First of all skill levels being equal, strength and speed do come into play but there are many ways of resisting an attack besides force. In Virginia last summer (US Nationals) the winner of the Men's Tanto Randori and the Free Style Embu (kata) was Michael McCavish from Honbu Dojo. This is not a coincidence since the two are very closely linked. The best in one are usually very good in the other. Michael by the way is pushing (maybe past) 40 yet he consistently beats the young-uns. The reason is control and experience - weapons he uses real well.

At Honbu far less than 10% of the time is taken up doing randori training exercises. In fact randori itself is usually done after class by those interested. The bulk of the training is kata and basic exercises.

Finally the question of ingrained response. This is something that you must avoid under all training regimes. For those in non-Tomiki dojos examine your training practice and try to determine where this occurs - you will not have to look far. It is part of the over-all mental training to constantly examine yourself for weakness and programmed responses. A knowledge of what randori is and what it is not is intimate to this process.
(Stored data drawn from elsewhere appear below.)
//! Persisted weighted edge table (`nodeA,nodeB,weight` CSV).
//!
//! Columns are located by header name, so extra columns (a leading row
//! index, for instance) are ignored. Loading fails fast on a missing
//! column, a weight that is not a non-negative integer, an empty node name
//! or a self-loop. Rows are re-canonicalized on load and repeated rows for
//! the same edge are summed.

use std::fs::File;
use std::io::{self, Read, Write};
use std::path::Path;

use tracing::{debug, instrument};

use crate::aggregate::EdgeTable;
use crate::edges::Edge;
use crate::error::{Coded, ErrorCode};

pub const NODE_A: &str = "nodeA";
pub const NODE_B: &str = "nodeB";
pub const WEIGHT: &str = "weight";

/// Errors reading or writing an edge table.
#[derive(Debug, thiserror::Error)]
pub enum TableError {
    #[error("edge table I/O error: {0}")]
    Io(#[from] io::Error),

    #[error("edge table CSV error: {0}")]
    Csv(#[from] csv::Error),

    #[error("edge table is missing required column `{0}`")]
    MissingColumn(&'static str),

    #[error("line {line}: weight {value:?} is not a non-negative integer")]
    InvalidWeight { line: u64, value: String },

    #[error("line {line}: empty node name")]
    EmptyNode { line: u64 },

    #[error("line {line}: self-loop on {node:?}")]
    SelfLoop { line: u64, node: String },
}

impl Coded for TableError {
    fn error_code(&self) -> ErrorCode {
        match self {
            Self::Io(_) => ErrorCode::EdgeTableIo,
            Self::Csv(_)
            | Self::MissingColumn(_)
            | Self::InvalidWeight { .. }
            | Self::EmptyNode { .. }
            | Self::SelfLoop { .. } => ErrorCode::EdgeTableMalformed,
        }
    }
}

/// Parse an edge table from CSV with a header row.
///
/// # Errors
///
/// Returns a [`TableError`] describing the first malformed row.
pub fn read_edge_table<R: Read>(reader: R) -> Result<EdgeTable, TableError> {
    let mut rdr = csv::ReaderBuilder::new()
        .has_headers(true)
        .trim(csv::Trim::All)
        .from_reader(reader);

    let headers = rdr.headers()?.clone();
    let column = |name: &'static str| {
        headers
            .iter()
            .position(|h| h == name)
            .ok_or(TableError::MissingColumn(name))
    };
    let a_col = column(NODE_A)?;
    let b_col = column(NODE_B)?;
    let w_col = column(WEIGHT)?;

    let mut table = EdgeTable::new();
    for record in rdr.records() {
        let record = record?;
        let line = record.position().map_or(0, csv::Position::line);

        let a = record.get(a_col).unwrap_or_default();
        let b = record.get(b_col).unwrap_or_default();
        let raw_weight = record.get(w_col).unwrap_or_default();

        if a.is_empty() || b.is_empty() {
            return Err(TableError::EmptyNode { line });
        }
        let weight: u64 = raw_weight.parse().map_err(|_| TableError::InvalidWeight {
            line,
            value: raw_weight.to_string(),
        })?;
        let edge = Edge::new(a, b).ok_or_else(|| TableError::SelfLoop {
            line,
            node: a.to_string(),
        })?;
        table.add(edge, weight);
    }

    debug!(edges = table.len(), "read edge table");
    Ok(table)
}

/// Write `table` as CSV with a `nodeA,nodeB,weight` header, in edge order.
///
/// # Errors
///
/// Returns an error if serialization or the underlying writer fails.
pub fn write_edge_table<W: Write>(table: &EdgeTable, writer: W) -> Result<(), TableError> {
    let mut wtr = csv::Writer::from_writer(writer);
    wtr.write_record([NODE_A, NODE_B, WEIGHT])?;
    for (edge, weight) in table.iter() {
        wtr.write_record([edge.a(), edge.b(), weight.to_string().as_str()])?;
    }
    wtr.flush()?;
    Ok(())
}

/// Load an edge table from `path`.
///
/// # Errors
///
/// Returns an error if the file cannot be opened or is malformed.
#[instrument]
pub fn load_edge_table(path: &Path) -> Result<EdgeTable, TableError> {
    let file = File::open(path)?;
    read_edge_table(io::BufReader::new(file))
}

/// Save `table` to `path`, replacing any existing file.
///
/// # Errors
///
/// Returns an error if the file cannot be created or written.
#[instrument(skip(table), fields(edges = table.len()))]
pub fn save_edge_table(table: &EdgeTable, path: &Path) -> Result<(), TableError> {
    let file = File::create(path)?;
    write_edge_table(table, io::BufWriter::new(file))
}

// ---------------------------------------------------------------------------
// Tests
// ---------------------------------------------------------------------------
There are lessons learnt from randori (both training and shiai) that are applicable to the performance of kata and to the application of aikido and conversly lessons learnt during kata performance that are applied to randori. Nothing works in isolation. If however you were to ask me where I obtained most of my self defence skills it is through the Koryu Goshin no Kata (Old style self defence) which contain some absolutely brutal techniques. The level of understanding of the kata (I like to think I manage OK) was indeed made possible through randori practice.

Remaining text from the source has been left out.